> Task objective: Copy every record exactly, with nothing left out.

########################################

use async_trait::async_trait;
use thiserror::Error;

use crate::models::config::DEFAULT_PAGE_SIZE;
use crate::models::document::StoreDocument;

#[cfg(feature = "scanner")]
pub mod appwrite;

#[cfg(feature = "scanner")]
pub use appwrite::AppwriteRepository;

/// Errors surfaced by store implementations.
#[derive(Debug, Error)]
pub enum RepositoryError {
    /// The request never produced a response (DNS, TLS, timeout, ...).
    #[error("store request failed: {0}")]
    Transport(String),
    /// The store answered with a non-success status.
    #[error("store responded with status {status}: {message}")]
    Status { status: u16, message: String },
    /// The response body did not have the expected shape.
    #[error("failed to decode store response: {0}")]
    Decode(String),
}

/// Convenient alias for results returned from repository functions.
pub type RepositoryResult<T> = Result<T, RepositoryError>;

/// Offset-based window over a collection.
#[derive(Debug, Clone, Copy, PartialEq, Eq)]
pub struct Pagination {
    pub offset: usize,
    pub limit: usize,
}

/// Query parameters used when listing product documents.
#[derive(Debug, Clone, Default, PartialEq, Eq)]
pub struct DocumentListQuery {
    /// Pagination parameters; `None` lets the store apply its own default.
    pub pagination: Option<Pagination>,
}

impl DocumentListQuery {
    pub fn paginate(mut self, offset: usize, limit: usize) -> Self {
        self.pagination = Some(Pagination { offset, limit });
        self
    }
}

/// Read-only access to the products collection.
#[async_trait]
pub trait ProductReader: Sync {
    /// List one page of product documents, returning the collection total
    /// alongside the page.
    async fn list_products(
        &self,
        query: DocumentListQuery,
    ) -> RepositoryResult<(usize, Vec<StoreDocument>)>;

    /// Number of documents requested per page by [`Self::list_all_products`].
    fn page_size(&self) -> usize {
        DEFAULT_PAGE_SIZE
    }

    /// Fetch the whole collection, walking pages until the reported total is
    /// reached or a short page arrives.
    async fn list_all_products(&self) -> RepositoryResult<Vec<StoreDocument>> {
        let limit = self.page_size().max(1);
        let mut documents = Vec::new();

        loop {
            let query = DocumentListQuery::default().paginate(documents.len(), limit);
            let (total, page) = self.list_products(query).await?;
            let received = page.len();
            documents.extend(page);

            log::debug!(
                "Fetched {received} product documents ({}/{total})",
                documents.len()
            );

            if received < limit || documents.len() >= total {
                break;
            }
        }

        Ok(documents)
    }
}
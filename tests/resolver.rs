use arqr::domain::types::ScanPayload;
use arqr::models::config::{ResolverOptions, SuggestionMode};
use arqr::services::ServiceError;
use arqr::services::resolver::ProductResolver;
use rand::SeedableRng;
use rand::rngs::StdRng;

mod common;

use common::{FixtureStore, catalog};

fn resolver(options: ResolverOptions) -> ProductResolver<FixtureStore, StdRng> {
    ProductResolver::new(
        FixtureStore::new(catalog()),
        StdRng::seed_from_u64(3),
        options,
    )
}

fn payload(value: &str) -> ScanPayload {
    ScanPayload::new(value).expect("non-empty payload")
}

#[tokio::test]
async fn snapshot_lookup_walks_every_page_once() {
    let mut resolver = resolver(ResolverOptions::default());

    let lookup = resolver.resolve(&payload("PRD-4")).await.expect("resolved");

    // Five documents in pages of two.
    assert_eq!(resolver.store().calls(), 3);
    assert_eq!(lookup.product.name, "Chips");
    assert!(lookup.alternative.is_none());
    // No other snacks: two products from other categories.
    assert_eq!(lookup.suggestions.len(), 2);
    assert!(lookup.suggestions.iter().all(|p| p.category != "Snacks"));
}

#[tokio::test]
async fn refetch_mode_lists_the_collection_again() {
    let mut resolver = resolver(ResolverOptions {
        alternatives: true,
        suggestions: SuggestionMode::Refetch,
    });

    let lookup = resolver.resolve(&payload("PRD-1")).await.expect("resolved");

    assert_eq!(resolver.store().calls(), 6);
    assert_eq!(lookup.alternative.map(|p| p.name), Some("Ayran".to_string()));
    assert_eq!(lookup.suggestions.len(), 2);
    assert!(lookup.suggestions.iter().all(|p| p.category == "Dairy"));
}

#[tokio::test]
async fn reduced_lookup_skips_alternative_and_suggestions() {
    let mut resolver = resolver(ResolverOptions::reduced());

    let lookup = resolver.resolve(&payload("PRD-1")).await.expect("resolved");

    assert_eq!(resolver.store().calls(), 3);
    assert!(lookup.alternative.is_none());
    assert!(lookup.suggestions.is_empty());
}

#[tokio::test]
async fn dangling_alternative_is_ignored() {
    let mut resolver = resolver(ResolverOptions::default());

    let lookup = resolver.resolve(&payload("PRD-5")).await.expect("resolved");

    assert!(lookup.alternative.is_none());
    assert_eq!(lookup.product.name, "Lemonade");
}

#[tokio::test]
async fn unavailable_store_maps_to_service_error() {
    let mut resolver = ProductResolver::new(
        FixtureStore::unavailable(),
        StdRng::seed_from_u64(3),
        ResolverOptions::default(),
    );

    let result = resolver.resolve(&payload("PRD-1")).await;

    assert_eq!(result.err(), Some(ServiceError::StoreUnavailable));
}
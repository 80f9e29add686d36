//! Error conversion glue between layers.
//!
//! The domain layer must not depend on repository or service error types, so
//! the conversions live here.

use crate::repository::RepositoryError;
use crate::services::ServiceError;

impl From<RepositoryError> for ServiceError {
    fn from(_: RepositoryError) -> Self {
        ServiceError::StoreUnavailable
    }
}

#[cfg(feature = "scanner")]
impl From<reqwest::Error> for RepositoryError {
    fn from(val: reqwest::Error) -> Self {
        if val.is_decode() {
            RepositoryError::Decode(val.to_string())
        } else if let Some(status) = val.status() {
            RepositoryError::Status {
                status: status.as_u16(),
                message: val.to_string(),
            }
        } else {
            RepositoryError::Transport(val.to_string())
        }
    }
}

########################################

> Answer box:
use async_trait::async_trait;
use thiserror::Error;

use crate::models::config::DEFAULT_PAGE_SIZE;
use crate::models::document::StoreDocument;

#[cfg(feature = "scanner")]
pub mod appwrite;

#[cfg(feature = "scanner")]
pub use appwrite::AppwriteRepository;

/// Errors surfaced by store implementations.
#[derive(Debug, Error)]
pub enum RepositoryError {
    /// The request never produced a response (DNS, TLS, timeout, ...).
    #[error("store request failed: {0}")]
    Transport(String),
    /// The store answered with a non-success status.
    #[error("store responded with status {status}: {message}")]
    Status { status: u16, message: String },
    /// The response body did not have the expected shape.
    #[error("failed to decode store response: {0}")]
    Decode(String),
}

/// Convenient alias for results returned from repository functions.
pub type RepositoryResult<T> = Result<T, RepositoryError>;

/// Offset-based window over a collection.
#[derive(Debug, Clone, Copy, PartialEq, Eq)]
pub struct Pagination {
    pub offset: usize,
    pub limit: usize,
}

/// Query parameters used when listing product documents.
#[derive(Debug, Clone, Default, PartialEq, Eq)]
pub struct DocumentListQuery {
    /// Pagination parameters; `None` lets the store apply its own default.
    pub pagination: Option<Pagination>,
}

impl DocumentListQuery {
    pub fn paginate(mut self, offset: usize, limit: usize) -> Self {
        self.pagination = Some(Pagination { offset, limit });
        self
    }
}

/// Read-only access to the products collection.
#[async_trait]
pub trait ProductReader: Sync {
    /// List one page of product documents, returning the collection total
    /// alongside the page.
    async fn list_products(
        &self,
        query: DocumentListQuery,
    ) -> RepositoryResult<(usize, Vec<StoreDocument>)>;

    /// Number of documents requested per page by [`Self::list_all_products`].
    fn page_size(&self) -> usize {
        DEFAULT_PAGE_SIZE
    }

    /// Fetch the whole collection, walking pages until the reported total is
    /// reached or a short page arrives.
    async fn list_all_products(&self) -> RepositoryResult<Vec<StoreDocument>> {
        let limit = self.page_size().max(1);
        let mut documents = Vec::new();

        loop {
            let query = DocumentListQuery::default().paginate(documents.len(), limit);
            let (total, page) = self.list_products(query).await?;
            let received = page.len();
            documents.extend(page);

            log::debug!(
                "Fetched {received} product documents ({}/{total})",
                documents.len()
            );

            if received < limit || documents.len() >= total {
                break;
            }
        }

        Ok(documents)
    }
}
filename tests/resolver.rs
use arqr::domain::types::ScanPayload;
use arqr::models::config::{ResolverOptions, SuggestionMode};
use arqr::services::ServiceError;
use arqr::services::resolver::ProductResolver;
use rand::SeedableRng;
use rand::rngs::StdRng;

mod common;

use common::{FixtureStore, catalog};

fn resolver(options: ResolverOptions) -> ProductResolver<FixtureStore, StdRng> {
    ProductResolver::new(
        FixtureStore::new(catalog()),
        StdRng::seed_from_u64(3),
        options,
    )
}

fn payload(value: &str) -> ScanPayload {
    ScanPayload::new(value).expect("non-empty payload")
}

#[tokio::test]
async fn snapshot_lookup_walks_every_page_once() {
    let mut resolver = resolver(ResolverOptions::default());

    let lookup = resolver.resolve(&payload("PRD-4")).await.expect("resolved");

    // Five documents in pages of two.
    assert_eq!(resolver.store().calls(), 3);
    assert_eq!(lookup.product.name, "Chips");
    assert!(lookup.alternative.is_none());
    // No other snacks: two products from other categories.
    assert_eq!(lookup.suggestions.len(), 2);
    assert!(lookup.suggestions.iter().all(|p| p.category != "Snacks"));
}

#[tokio::test]
async fn refetch_mode_lists_the_collection_again() {
    let mut resolver = resolver(ResolverOptions {
        alternatives: true,
        suggestions: SuggestionMode::Refetch,
    });

    let lookup = resolver.resolve(&payload("PRD-1")).await.expect("resolved");

    assert_eq!(resolver.store().calls(), 6);
    assert_eq!(lookup.alternative.map(|p| p.name), Some("Ayran".to_string()));
    assert_eq!(lookup.suggestions.len(), 2);
    assert!(lookup.suggestions.iter().all(|p| p.category == "Dairy"));
}

#[tokio::test]
async fn reduced_lookup_skips_alternative_and_suggestions() {
    let mut resolver = resolver(ResolverOptions::reduced());

    let lookup = resolver.resolve(&payload("PRD-1")).await.expect("resolved");

    assert_eq!(resolver.store().calls(), 3);
    assert!(lookup.alternative.is_none());
    assert!(lookup.suggestions.is_empty());
}

#[tokio::test]
async fn dangling_alternative_is_ignored() {
    let mut resolver = resolver(ResolverOptions::default());

    let lookup = resolver.resolve(&payload("PRD-5")).await.expect("resolved");

    assert!(lookup.alternative.is_none());
    assert_eq!(lookup.product.name, "Lemonade");
}

#[tokio::test]
async fn unavailable_store_maps_to_service_error() {
    let mut resolver = ProductResolver::new(
        FixtureStore::unavailable(),
        StdRng::seed_from_u64(3),
        ResolverOptions::default(),
    );

    let result = resolver.resolve(&payload("PRD-1")).await;

    assert_eq!(result.err(), Some(ServiceError::StoreUnavailable));
}
repository 80f9e29add686d36
//! Error conversion glue between layers.
//!
//! The domain layer must not depend on repository or service error types, so
//! the conversions live here.

use crate::repository::RepositoryError;
use crate::services::ServiceError;

impl From<RepositoryError> for ServiceError {
    fn from(_: RepositoryError) -> Self {
        ServiceError::StoreUnavailable
    }
}

#[cfg(feature = "scanner")]
impl From<reqwest::Error> for RepositoryError {
    fn from(val: reqwest::Error) -> Self {
        if val.is_decode() {
            RepositoryError::Decode(val.to_string())
        } else if let Some(status) = val.status() {
            RepositoryError::Status {
                status: status.as_u16(),
                message: val.to_string(),
            }
        } else {
            RepositoryError::Transport(val.to_string())
        }
    }
}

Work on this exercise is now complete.